** Exercise directions **
From the entries below, transcribe exactly the lines between the line holding "pub fn tls_per_host(&self)" and the line holding "pub fn resource_name(instance: &str, proxy_name: &str)", inclusive; skip all other lines.

──────────────────────────────

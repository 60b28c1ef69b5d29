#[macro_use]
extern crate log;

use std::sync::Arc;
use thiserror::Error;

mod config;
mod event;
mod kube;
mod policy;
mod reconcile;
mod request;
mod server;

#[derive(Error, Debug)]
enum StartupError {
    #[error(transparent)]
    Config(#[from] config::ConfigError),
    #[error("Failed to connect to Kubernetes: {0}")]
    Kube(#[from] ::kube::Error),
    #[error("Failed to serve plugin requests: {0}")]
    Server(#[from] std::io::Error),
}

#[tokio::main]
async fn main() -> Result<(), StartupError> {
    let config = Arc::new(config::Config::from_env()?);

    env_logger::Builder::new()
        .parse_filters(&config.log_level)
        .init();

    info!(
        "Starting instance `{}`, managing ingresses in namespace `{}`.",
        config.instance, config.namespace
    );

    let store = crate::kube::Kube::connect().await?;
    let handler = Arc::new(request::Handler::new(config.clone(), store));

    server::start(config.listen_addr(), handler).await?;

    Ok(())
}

──────────────────────────────

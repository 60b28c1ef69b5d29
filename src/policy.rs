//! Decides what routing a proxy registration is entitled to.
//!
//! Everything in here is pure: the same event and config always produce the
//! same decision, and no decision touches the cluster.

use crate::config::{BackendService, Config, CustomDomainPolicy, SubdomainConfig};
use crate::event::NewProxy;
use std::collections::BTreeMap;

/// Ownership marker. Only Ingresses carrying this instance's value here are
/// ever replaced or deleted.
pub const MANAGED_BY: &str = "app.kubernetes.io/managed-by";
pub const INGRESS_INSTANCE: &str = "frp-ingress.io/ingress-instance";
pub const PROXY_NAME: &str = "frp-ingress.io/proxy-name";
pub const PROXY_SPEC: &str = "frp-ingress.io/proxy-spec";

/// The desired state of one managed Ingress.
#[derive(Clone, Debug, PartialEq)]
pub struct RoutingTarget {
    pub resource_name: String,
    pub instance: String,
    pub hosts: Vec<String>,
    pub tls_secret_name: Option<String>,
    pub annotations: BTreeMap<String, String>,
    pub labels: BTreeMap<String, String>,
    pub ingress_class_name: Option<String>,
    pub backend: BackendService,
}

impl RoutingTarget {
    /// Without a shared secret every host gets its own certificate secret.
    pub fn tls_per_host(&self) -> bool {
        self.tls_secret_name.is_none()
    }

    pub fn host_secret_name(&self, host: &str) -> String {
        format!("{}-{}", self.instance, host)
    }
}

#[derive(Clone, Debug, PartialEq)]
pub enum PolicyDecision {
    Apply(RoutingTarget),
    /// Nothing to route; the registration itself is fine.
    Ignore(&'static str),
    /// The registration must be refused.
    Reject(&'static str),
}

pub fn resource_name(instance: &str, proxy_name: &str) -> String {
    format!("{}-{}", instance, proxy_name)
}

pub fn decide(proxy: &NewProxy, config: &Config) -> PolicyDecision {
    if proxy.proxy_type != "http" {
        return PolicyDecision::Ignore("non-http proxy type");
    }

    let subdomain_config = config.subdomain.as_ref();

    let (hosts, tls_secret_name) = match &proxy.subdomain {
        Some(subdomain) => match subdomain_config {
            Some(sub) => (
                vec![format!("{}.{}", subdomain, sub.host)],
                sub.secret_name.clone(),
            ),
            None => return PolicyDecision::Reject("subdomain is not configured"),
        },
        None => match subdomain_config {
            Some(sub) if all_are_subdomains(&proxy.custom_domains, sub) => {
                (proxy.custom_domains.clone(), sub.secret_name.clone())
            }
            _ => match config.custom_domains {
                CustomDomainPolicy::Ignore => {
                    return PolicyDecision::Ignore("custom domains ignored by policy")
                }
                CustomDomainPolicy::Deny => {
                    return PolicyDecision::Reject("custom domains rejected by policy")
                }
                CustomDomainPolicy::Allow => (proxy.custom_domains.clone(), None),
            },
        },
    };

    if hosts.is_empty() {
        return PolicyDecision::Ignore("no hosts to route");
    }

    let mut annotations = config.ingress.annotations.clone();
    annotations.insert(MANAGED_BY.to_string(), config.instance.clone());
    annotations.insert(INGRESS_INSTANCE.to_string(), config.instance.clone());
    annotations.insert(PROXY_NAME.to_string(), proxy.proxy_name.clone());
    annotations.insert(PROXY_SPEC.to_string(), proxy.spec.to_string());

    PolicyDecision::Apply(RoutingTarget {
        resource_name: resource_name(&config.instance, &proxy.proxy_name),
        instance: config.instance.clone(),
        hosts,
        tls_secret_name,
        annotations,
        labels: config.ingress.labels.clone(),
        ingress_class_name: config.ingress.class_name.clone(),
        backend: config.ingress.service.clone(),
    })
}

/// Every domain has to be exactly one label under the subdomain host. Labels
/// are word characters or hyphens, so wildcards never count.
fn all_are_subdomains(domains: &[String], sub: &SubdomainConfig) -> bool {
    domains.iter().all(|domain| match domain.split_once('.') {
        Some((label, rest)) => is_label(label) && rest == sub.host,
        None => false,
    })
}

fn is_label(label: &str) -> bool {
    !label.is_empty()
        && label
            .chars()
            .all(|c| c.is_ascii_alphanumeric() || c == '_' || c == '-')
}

──────────────────────────────

** Output for this task **
    pub fn tls_per_host(&self) -> bool {
        self.tls_secret_name.is_none()
    }

    pub fn host_secret_name(&self, host: &str) -> String {
        format!("{}-{}", self.instance, host)
    }
}

#[derive(Clone, Debug, PartialEq)]
pub enum PolicyDecision {
    Apply(RoutingTarget),
    /// Nothing to route; the registration itself is fine.
    Ignore(&'static str),
    /// The registration must be refused.
    Reject(&'static str),
}

pub fn resource_name(instance: &str, proxy_name: &str) -> String {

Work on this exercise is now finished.